Work item
Retype the records that come next, word for word.

Source material
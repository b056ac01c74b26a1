//! Elements, transfer deltas, and their storage row form.

use serde::{Deserialize, Serialize};

use crate::types::{Generator, Key, Owner};

/// One position in a chain.
#[derive(Debug, Clone, PartialEq, Eq)]
pub struct Element {
    /// Position number, strictly increasing by one.
    pub id: u64,

    /// Key of the holder at this position.
    pub key: Key,

    /// Link to the next holder's key. Set when the next transfer happens.
    pub generator: Option<Generator>,

    /// Confirmation of the next element's generator. Set one transfer later.
    pub owner: Option<Owner>,
}

impl Element {
    /// A freshly appended element with no links yet.
    pub fn new(id: u64, key: Key) -> Self {
        Self {
            id,
            key,
            generator: None,
            owner: None,
        }
    }

    /// Convert to the storage row form.
    pub fn to_row(&self) -> ChainRow {
        ChainRow {
            id: self.id,
            key: self.key.as_str().to_owned(),
            generator: self.generator.as_ref().map(|g| g.as_str().to_owned()),
            owner: self.owner.as_ref().map(|o| o.as_str().to_owned()),
        }
    }
}

/// The delta produced by one ownership transfer.
///
/// Persisting a transfer means inserting the row at `id` and updating the
/// two cells named here. Nothing else in the chain changed.
#[derive(Debug, Clone, PartialEq, Eq, Serialize, Deserialize)]
pub struct Change {
    /// Id of the appended element.
    pub id: u64,

    /// Generator written onto element `generator_id`.
    pub generator: Option<Generator>,

    /// Id of the element that received `generator`.
    pub generator_id: u64,

    /// Owner written onto element `owner_id`.
    pub owner: Option<Owner>,

    /// Id of the element that received `owner`.
    pub owner_id: u64,
}

impl Change {
    /// Change for the first element of an empty chain: nothing to backfill.
    pub fn first(id: u64) -> Self {
        Self {
            id,
            generator: None,
            generator_id: 0,
            owner: None,
            owner_id: 0,
        }
    }

    /// Whether this transfer finalized an owner link.
    pub fn has_owner(&self) -> bool {
        self.owner.is_some()
    }
}

/// A persisted chain element as exchanged with storage.
///
/// Every string is an uppercase hex digest, except on bootstrap elements where
/// generator and owner repeat the key.
#[derive(Debug, Clone, PartialEq, Eq, Serialize, Deserialize)]
pub struct ChainRow {
    pub id: u64,
    pub key: String,
    pub generator: Option<String>,
    pub owner: Option<String>,
}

Answer to this problem
repository b056ac01c74b26a1
//! Elements, transfer deltas, and their storage row form.

use serde::{Deserialize, Serialize};

use crate::types::{Generator, Key, Owner};

/// One position in a chain.
#[derive(Debug, Clone, PartialEq, Eq)]
pub struct Element {
    /// Position number, strictly increasing by one.
    pub id: u64,

    /// Key of the holder at this position.
    pub key: Key,

    /// Link to the next holder's key. Set when the next transfer happens.
    pub generator: Option<Generator>,

    /// Confirmation of the next element's generator. Set one transfer later.
    pub owner: Option<Owner>,
}

impl Element {
    /// A freshly appended element with no links yet.
    pub fn new(id: u64, key: Key) -> Self {
        Self {
            id,
            key,
            generator: None,
            owner: None,
        }
    }

    /// Convert to the storage row form.
    pub fn to_row(&self) -> ChainRow {
        ChainRow {
            id: self.id,
            key: self.key.as_str().to_owned(),
            generator: self.generator.as_ref().map(|g| g.as_str().to_owned()),
            owner: self.owner.as_ref().map(|o| o.as_str().to_owned()),
        }
    }
}

/// The delta produced by one ownership transfer.
///
/// Persisting a transfer means inserting the row at `id` and updating the
/// two cells named here. Nothing else in the chain changed.
#[derive(Debug, Clone, PartialEq, Eq, Serialize, Deserialize)]
pub struct Change {
    /// Id of the appended element.
    pub id: u64,

    /// Generator written onto element `generator_id`.
    pub generator: Option<Generator>,

    /// Id of the element that received `generator`.
    pub generator_id: u64,

    /// Owner written onto element `owner_id`.
    pub owner: Option<Owner>,

    /// Id of the element that received `owner`.
    pub owner_id: u64,
}

impl Change {
    /// Change for the first element of an empty chain: nothing to backfill.
    pub fn first(id: u64) -> Self {
        Self {
            id,
            generator: None,
            generator_id: 0,
            owner: None,
            owner_id: 0,
        }
    }

    /// Whether this transfer finalized an owner link.
    pub fn has_owner(&self) -> bool {
        self.owner.is_some()
    }
}

/// A persisted chain element as exchanged with storage.
///
/// Every string is an uppercase hex digest, except on bootstrap elements where
/// generator and owner repeat the key.
#[derive(Debug, Clone, PartialEq, Eq, Serialize, Deserialize)]
pub struct ChainRow {
    pub id: u64,
    pub key: String,
    pub generator: Option<String>,
    pub owner: Option<String>,
}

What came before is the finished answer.